§ **WORK REQUIRED**:
Please give the number of lines in the material below that contain "WorkflowGraph", without further comment.
______
use super::execution_graph::compose_execution_graph;
use super::workflow_graph::compose_workflow_graph;
use super::WorkflowComposer;
use crate::criteria::{CriteriaBuilder, YaqlCriteria};
use crate::error::Result;
use crate::graph::{ExecutionGraph, WorkflowGraph};
use crate::spec::MistralSpec;

/// Composer for Mistral v2 workflow definitions
pub struct MistralComposer {
    criteria: Box<dyn CriteriaBuilder>,
}

impl MistralComposer {
    pub const NAME: &'static str = "mistral";

    pub fn new() -> Self {
        Self::with_criteria(YaqlCriteria)
    }

    /// Use a different guard expression builder for sequence criteria
    pub fn with_criteria(criteria: impl CriteriaBuilder + 'static) -> Self {
        Self {
            criteria: Box::new(criteria),
        }
    }

    /// Build the workflow graph of an already parsed spec
    pub fn workflow_graph(&self, spec: &MistralSpec) -> Result<WorkflowGraph> {
        compose_workflow_graph(spec, self.criteria.as_ref())
    }

    /// Compose an already parsed spec into an execution graph
    pub fn compose_spec(&self, spec: &MistralSpec) -> Result<ExecutionGraph> {
        let wf_graph = self.workflow_graph(spec)?;
        let wf_ex_graph = compose_execution_graph(&wf_graph)?;

        tracing::info!(
            "Composed workflow {}: {} tasks, {} task instances, {} sequences",
            spec.name(),
            wf_graph.task_count(),
            wf_ex_graph.task_count(),
            wf_ex_graph.sequence_count()
        );

        Ok(wf_ex_graph)
    }
}

impl Default for MistralComposer {
    fn default() -> Self {
        Self::new()
    }
}

impl WorkflowComposer for MistralComposer {
    fn name(&self) -> &str {
        Self::NAME
    }

    fn compose_workflow_graph(&self, definition: &str) -> Result<WorkflowGraph> {
        let spec = MistralSpec::parse(definition)?;
        self.workflow_graph(&spec)
    }

    fn compose(&self, definition: &str) -> Result<ExecutionGraph> {
        let spec = MistralSpec::parse(definition)?;
        self.compose_spec(&spec)
    }
}
use serde::{Deserialize, Serialize};
use std::fmt;

/// Runtime state of a task, as referenced by transition criteria
#[derive(Debug, Clone, Copy, PartialEq, Eq, Hash, Serialize, Deserialize)]
#[serde(rename_all = "SCREAMING_SNAKE_CASE")]
pub enum TaskState {
    /// No state recorded yet. Satisfies no transition condition.
    Unknown,
    Success,
    Error,
}

impl TaskState {
    pub fn as_str(&self) -> &'static str {
        match self {
            Self::Unknown => "UNKNOWN",
            Self::Success => "SUCCESS",
            Self::Error => "ERROR",
        }
    }
}

impl fmt::Display for TaskState {
    fn fmt(&self, f: &mut fmt::Formatter<'_>) -> fmt::Result {
        f.write_str(self.as_str())
    }
}

/// Condition under which a transition to the next task is taken
#[derive(Debug, Clone, Copy, PartialEq, Eq, Hash, Serialize, Deserialize)]
pub enum Condition {
    #[serde(rename = "on-success")]
    OnSuccess,
    #[serde(rename = "on-error")]
    OnError,
    #[serde(rename = "on-complete")]
    OnComplete,
}

impl Condition {
    /// All conditions, in the order transitions are reported
    pub const ALL: [Condition; 3] = [Self::OnSuccess, Self::OnError, Self::OnComplete];

    pub fn as_str(&self) -> &'static str {
        match self {
            Self::OnSuccess => "on-success",
            Self::OnError => "on-error",
            Self::OnComplete => "on-complete",
        }
    }

    /// Predecessor states that make a transition with this condition live
    pub fn states(&self) -> &'static [TaskState] {
        match self {
            Self::OnSuccess => &[TaskState::Success],
            Self::OnError => &[TaskState::Error],
            Self::OnComplete => &[TaskState::Success, TaskState::Error],
        }
    }
}

impl fmt::Display for Condition {
    fn fmt(&self, f: &mut fmt::Formatter<'_>) -> fmt::Result {
        f.write_str(self.as_str())
    }
}

/// How many inbound branches a join task waits for
#[derive(Debug, Clone, Copy, PartialEq, Eq, Serialize, Deserialize)]
#[serde(try_from = "RawJoinPolicy", into = "RawJoinPolicy")]
pub enum JoinPolicy {
    /// Wait for every inbound branch
    All,
    /// Wait for the given number of inbound branches
    Count(u32),
}

impl fmt::Display for JoinPolicy {
    fn fmt(&self, f: &mut fmt::Formatter<'_>) -> fmt::Result {
        match self {
            Self::All => f.write_str("all"),
            Self::Count(n) => write!(f, "{}", n),
        }
    }
}

#[derive(Serialize, Deserialize)]
#[serde(untagged)]
enum RawJoinPolicy {
    Count(u32),
    Keyword(String),
}

impl TryFrom<RawJoinPolicy> for JoinPolicy {
    type Error = String;

    fn try_from(raw: RawJoinPolicy) -> Result<Self, Self::Error> {
        match raw {
            RawJoinPolicy::Keyword(keyword) if keyword == "all" => Ok(Self::All),
            RawJoinPolicy::Keyword(keyword) => {
                Err(format!("invalid join policy '{}', expected 'all' or a count", keyword))
            }
            RawJoinPolicy::Count(0) => Err("join count must be greater than zero".to_string()),
            RawJoinPolicy::Count(n) => Ok(Self::Count(n)),
        }
    }
}

impl From<JoinPolicy> for RawJoinPolicy {
    fn from(policy: JoinPolicy) -> Self {
        match policy {
            JoinPolicy::All => Self::Keyword("all".to_string()),
            JoinPolicy::Count(n) => Self::Count(n),
        }
    }
}

/// A branch instance created by a split task in the execution graph
#[derive(Debug, Clone, PartialEq, Eq, Hash, Serialize, Deserialize)]
pub struct SplitInstance {
    /// Name of the split task
    pub task: String,
    /// Instance id, unique per split task within one expansion
    pub id: u32,
}

impl SplitInstance {
    pub fn new(task: impl Into<String>, id: u32) -> Self {
        Self {
            task: task.into(),
            id,
        }
    }
}

impl fmt::Display for SplitInstance {
    fn fmt(&self, f: &mut fmt::Formatter<'_>) -> fmt::Result {
        write!(f, "{}#{}", self.task, self.id)
    }
}
// Two-phase composition: workflow spec -> workflow graph -> execution graph

pub mod execution_graph;
pub mod mistral;
pub mod workflow_graph;

pub use execution_graph::{compose_execution_graph, task_instance_name, SplitCounter};
pub use mistral::MistralComposer;
pub use workflow_graph::compose_workflow_graph;

use crate::error::{ComposeError, Result};
use crate::graph::{ExecutionGraph, WorkflowGraph};

/// Composer used when none is named
pub const DEFAULT_COMPOSER: &str = MistralComposer::NAME;

/// Turns a raw workflow definition into graphs
pub trait WorkflowComposer: Send + Sync {
    /// Name the composer is registered under
    fn name(&self) -> &str;

    /// Parse the definition and build its logical workflow graph
    fn compose_workflow_graph(&self, definition: &str) -> Result<WorkflowGraph>;

    /// Parse the definition and expand it into an execution graph
    fn compose(&self, definition: &str) -> Result<ExecutionGraph>;
}

/// Names of all registered composers
pub fn available_composers() -> &'static [&'static str] {
    &[MistralComposer::NAME]
}

/// Look up a composer by name
pub fn get_composer(name: &str) -> Result<Box<dyn WorkflowComposer>> {
    match name {
        MistralComposer::NAME => Ok(Box::new(MistralComposer::new())),
        other => Err(ComposeError::UnknownComposer(other.to_string())),
    }
}

/// Compose a definition with the default composer
pub fn compose(definition: &str) -> Result<ExecutionGraph> {
    MistralComposer::new().compose(definition)
}
impl<S> TaskGraph<S> {
    pub fn new() -> Self {
        Self::default()
    }

    pub fn task_count(&self) -> usize {
        self.graph.node_count()
    }

    pub fn sequence_count(&self) -> usize {
        self.graph.edge_count()
    }

    pub fn is_empty(&self) -> bool {
        self.graph.node_count() == 0
    }

    /// Insert a task; fails if a task with this name already exists
    pub fn add_task(&mut self, name: impl Into<String>, attrs: TaskAttrs<S>) -> Result<()> {
        let name = name.into();
        if self.task_indices.contains_key(&name) {
            return Err(ComposeError::DuplicateTask(name));
        }

        let index = self.graph.add_node(TaskNode {
            id: name.clone(),
            attrs,
        });
        self.task_indices.insert(name, index);

        Ok(())
    }

    /// Merge attributes into an existing task
    pub fn update_task(&mut self, name: &str, update: TaskUpdate<S>) -> Result<()> {
        let index = self.index_of(name)?;
        self.graph[index].attrs.merge(update);
        Ok(())
    }

    pub fn has_task(&self, name: &str) -> bool {
        self.task_indices.contains_key(name)
    }

    /// Get an owned copy of a task's attributes
    pub fn get_task(&self, name: &str) -> Result<TaskAttrs<S>>
    where
        S: Clone,
    {
        let index = self.index_of(name)?;
        Ok(self.graph[index].attrs.clone())
    }

    /// Iterate over tasks in insertion order
    pub fn tasks(&self) -> impl Iterator<Item = (&str, &TaskAttrs<S>)> + '_ {
        self.graph
            .node_weights()
            .map(|node| (node.id.as_str(), &node.attrs))
    }

    /// Add a sequence; both tasks must already exist
    pub fn add_sequence(&mut self, from: &str, to: &str, criteria: impl Into<String>) -> Result<()> {
        let from_index = self.index_of(from)?;
        let to_index = self.index_of(to)?;
        self.graph.add_edge(from_index, to_index, criteria.into());
        Ok(())
    }

    /// Existing sequences from `from` to `to`, optionally with exactly this criteria
    pub fn has_sequence(&self, from: &str, to: &str, criteria: Option<&str>) -> Vec<Sequence> {
        let (Some(&from_index), Some(&to_index)) =
            (self.task_indices.get(from), self.task_indices.get(to))
        else {
            return Vec::new();
        };

        let mut edges: Vec<_> = self
            .graph
            .edges_connecting(from_index, to_index)
            .filter(|edge| criteria.map_or(true, |c| edge.weight() == c))
            .collect();
        edges.sort_by_key(|edge| edge.id());

        edges
            .into_iter()
            .map(|edge| self.sequence(edge.source(), edge.target(), edge.weight()))
            .collect()
    }

    /// Sequences leaving a task, in insertion order
    pub fn get_next_sequences(&self, task: &str) -> Vec<Sequence> {
        self.directed_sequences(task, Direction::Outgoing)
    }

    /// Sequences entering a task, in insertion order
    pub fn get_prev_sequences(&self, task: &str) -> Vec<Sequence> {
        self.directed_sequences(task, Direction::Incoming)
    }

    /// All sequences in insertion order
    pub fn sequences(&self) -> Vec<Sequence> {
        self.graph
            .edge_references()
            .map(|edge| self.sequence(edge.source(), edge.target(), edge.weight()))
            .collect()
    }

    /// Tasks without any inbound sequence
    pub fn get_start_tasks(&self) -> Vec<String> {
        self.graph
            .node_indices()
            .filter(|&index| {
                self.graph
                    .neighbors_directed(index, Direction::Incoming)
                    .next()
                    .is_none()
            })
            .map(|index| self.graph[index].id.clone())
            .collect()
    }

    pub fn is_split_task(&self, task: &str) -> bool {
        self.attrs(task).map_or(false, |attrs| attrs.split)
    }

    pub fn is_join_task(&self, task: &str) -> bool {
        self.attrs(task).map_or(false, |attrs| attrs.join.is_some())
    }

    /// Whether a non-empty path of sequences leads from `task` back to itself
    pub fn in_cycle(&self, task: &str) -> bool {
        let Some(&index) = self.task_indices.get(task) else {
            return false;
        };

        self.graph
            .neighbors_directed(index, Direction::Outgoing)
            .any(|next| has_path_connecting(&self.graph, next, index, None))
    }

    fn attrs(&self, task: &str) -> Option<&TaskAttrs<S>> {
        self.task_indices
            .get(task)
            .map(|&index| &self.graph[index].attrs)
    }

    fn index_of(&self, name: &str) -> Result<NodeIndex> {
        self.task_indices
            .get(name)
            .copied()
            .ok_or_else(|| ComposeError::UnknownTask(name.to_string()))
    }

    fn directed_sequences(&self, task: &str, direction: Direction) -> Vec<Sequence> {
        let Some(&index) = self.task_indices.get(task) else {
            return Vec::new();
        };

        // petgraph walks a node's edge list newest first
        let mut edges: Vec<_> = self.graph.edges_directed(index, direction).collect();
        edges.sort_by_key(|edge| edge.id());

        edges
            .into_iter()
            .map(|edge| self.sequence(edge.source(), edge.target(), edge.weight()))
            .collect()
    }

    fn sequence(&self, from: NodeIndex, to: NodeIndex, criteria: &str) -> Sequence {
        Sequence {
            from: self.graph[from].id.clone(),
            to: self.graph[to].id.clone(),
            criteria: criteria.to_string(),
        }
    }
}

#[derive(Serialize)]
struct TaskDocument<'a, S> {
    id: &'a str,
    #[serde(flatten)]
    attrs: &'a TaskAttrs<S>,
}

#[derive(Serialize)]
struct GraphDocument<'a, S> {
    tasks: Vec<TaskDocument<'a, S>>,
    sequences: Vec<Sequence>,
}
//! Folding per-shard responses into one result.

use litsearch_core::facet::{merge_facets, trim_threshold};
use litsearch_core::query::SearchQuery;
use litsearch_core::traits::ShardResponse;
use litsearch_core::types::{MatchedDocument, SearchResult, ShardCoverage};
use std::collections::HashMap;
use tracing::warn;

/// Merges the responses of one fan-out round. Totals are summed, documents
/// are concatenated and put in ranking order, and facets are merged per
/// dimension and trimmed to the query's `fdim` against a threshold derived
/// from the merged total. No paging happens here.
pub fn merge_responses(
    query: &SearchQuery,
    responses: Vec<(String, ShardResponse)>,
    requested: usize,
    dropped: Vec<String>,
    threshold_ratio: f64,
) -> SearchResult {
    let mut total = 0u64;
    let mut documents = Vec::new();
    let mut facet_lists = Vec::with_capacity(responses.len());
    let mut responded = Vec::with_capacity(responses.len());

    for (shard, response) in responses {
        total += response.total;
        documents.extend(response.documents);
        facet_lists.push(response.facets);
        responded.push(shard);
    }
    documents.sort();
    responded.sort();

    let threshold = trim_threshold(total, threshold_ratio);
    let mut facets = merge_facets(facet_lists);
    for facet in &mut facets {
        facet.trim_with_threshold(threshold, query.fdim());
    }
    facets.retain(|f| !f.is_empty());

    SearchResult {
        query: query.clone(),
        total,
        documents,
        facets,
        concepts: Vec::new(),
        coverage: ShardCoverage { requested, responded, dropped },
    }
}

/// Collapses copies of the same id to the most recent revision, keeping
/// ranking order.
pub fn keep_latest_revisions(documents: Vec<MatchedDocument>) -> Vec<MatchedDocument> {
    let mut latest: HashMap<u64, MatchedDocument> = HashMap::with_capacity(documents.len());
    for doc in documents {
        match latest.get_mut(&doc.id) {
            Some(existing) => {
                warn!(id = doc.id, "document found more than once, keeping the latest revision");
                if doc.revision > existing.revision {
                    *existing = doc;
                }
            }
            None => {
                latest.insert(doc.id, doc);
            }
        }
    }
    let mut kept: Vec<MatchedDocument> = latest.into_values().collect();
    kept.sort();
    kept
}

#[cfg(test)]
mod tests {
    use super::*;
    use litsearch_core::facet::{Facet, FacetValue};

    fn doc(id: u64, score: f32) -> MatchedDocument {
        let mut d = MatchedDocument::new(id, format!("doc {id}"));
        d.score = Some(score);
        d
    }

    fn response(total: u64, docs: Vec<MatchedDocument>, values: &[(&str, u64)]) -> ShardResponse {
        let facet = Facet::new("journal").with_values(values.iter().map(|(l, c)| FacetValue::new(*l, *c)).collect());
        ShardResponse { total, documents: docs, facets: vec![facet] }
    }

    #[test]
    fn totals_sum_and_documents_interleave() {
        let query = SearchQuery::free_text("asthma");
        let merged = merge_responses(
            &query,
            vec![
                ("shard-0".into(), response(3, vec![doc(1, 0.9), doc(2, 0.1)], &[("Lancet", 3)])),
                ("shard-1".into(), response(4, vec![doc(3, 0.5)], &[("Lancet", 1), ("BMJ", 3)])),
            ],
            2,
            Vec::new(),
            0.4,
        );
        assert_eq!(merged.total, 7);
        assert_eq!(merged.documents.iter().map(|d| d.id).collect::<Vec<_>>(), vec![1, 3, 2]);
        let journal = merged.facet("journal").expect("journal facet");
        assert_eq!(journal.value("Lancet").map(|v| v.count), Some(4));
        assert_eq!(journal.values[0].label, "Lancet");
        assert!(merged.coverage.is_complete());
    }

    #[test]
    fn merge_order_does_not_matter() {
        let query = SearchQuery::free_text("asthma");
        let a = ("a".to_string(), response(2, vec![doc(1, 0.2)], &[("x", 1), ("y", 2)]));
        let b = ("b".to_string(), response(5, vec![doc(2, 0.3)], &[("y", 4), ("z", 1)]));
        let ab = merge_responses(&query, vec![a.clone(), b.clone()], 2, Vec::new(), 0.4);
        let ba = merge_responses(&query, vec![b, a], 2, Vec::new(), 0.4);
        assert_eq!(ab.total, ba.total);
        assert_eq!(ab.documents, ba.documents);
        assert_eq!(ab.facets, ba.facets);
        assert_eq!(ab.coverage, ba.coverage);
    }

    #[test]
    fn facets_trim_against_merged_total() {
        let query = SearchQuery::free_text("asthma").with_fdim(2);
        // total 10 gives threshold 4: "common" at 9 is crowded out.
        let merged = merge_responses(
            &query,
            vec![("s".into(), response(10, Vec::new(), &[("common", 9), ("a", 3), ("b", 2), ("c", 1)]))],
            1,
            Vec::new(),
            0.4,
        );
        let labels: Vec<_> = merged.facets[0].values.iter().map(|v| v.label.as_str()).collect();
        assert_eq!(labels, vec!["a", "b"]);
    }

    #[test]
    fn duplicate_ids_keep_the_latest_revision() {
        let mut old = doc(9, 0.5);
        old.revision = Some(100);
        old.title = "old".into();
        let mut new = doc(9, 0.5);
        new.revision = Some(200);
        new.title = "new".into();
        let kept = keep_latest_revisions(vec![old, doc(1, 0.1), new]);
        assert_eq!(kept.len(), 2);
        assert_eq!(kept[0].title, "new");
        assert_eq!(kept[1].id, 1);
    }

    #[test]
    fn dropped_shards_show_in_coverage() {
        let query = SearchQuery::free_text("asthma");
        let merged = merge_responses(&query, vec![("s0".into(), ShardResponse::default())], 2, vec!["s1".into()], 0.4);
        assert!(!merged.coverage.is_complete());
        assert_eq!(merged.coverage.dropped, vec!["s1".to_string()]);
    }
}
______
§ **SOLUTION TO THE EXERCISE**:
5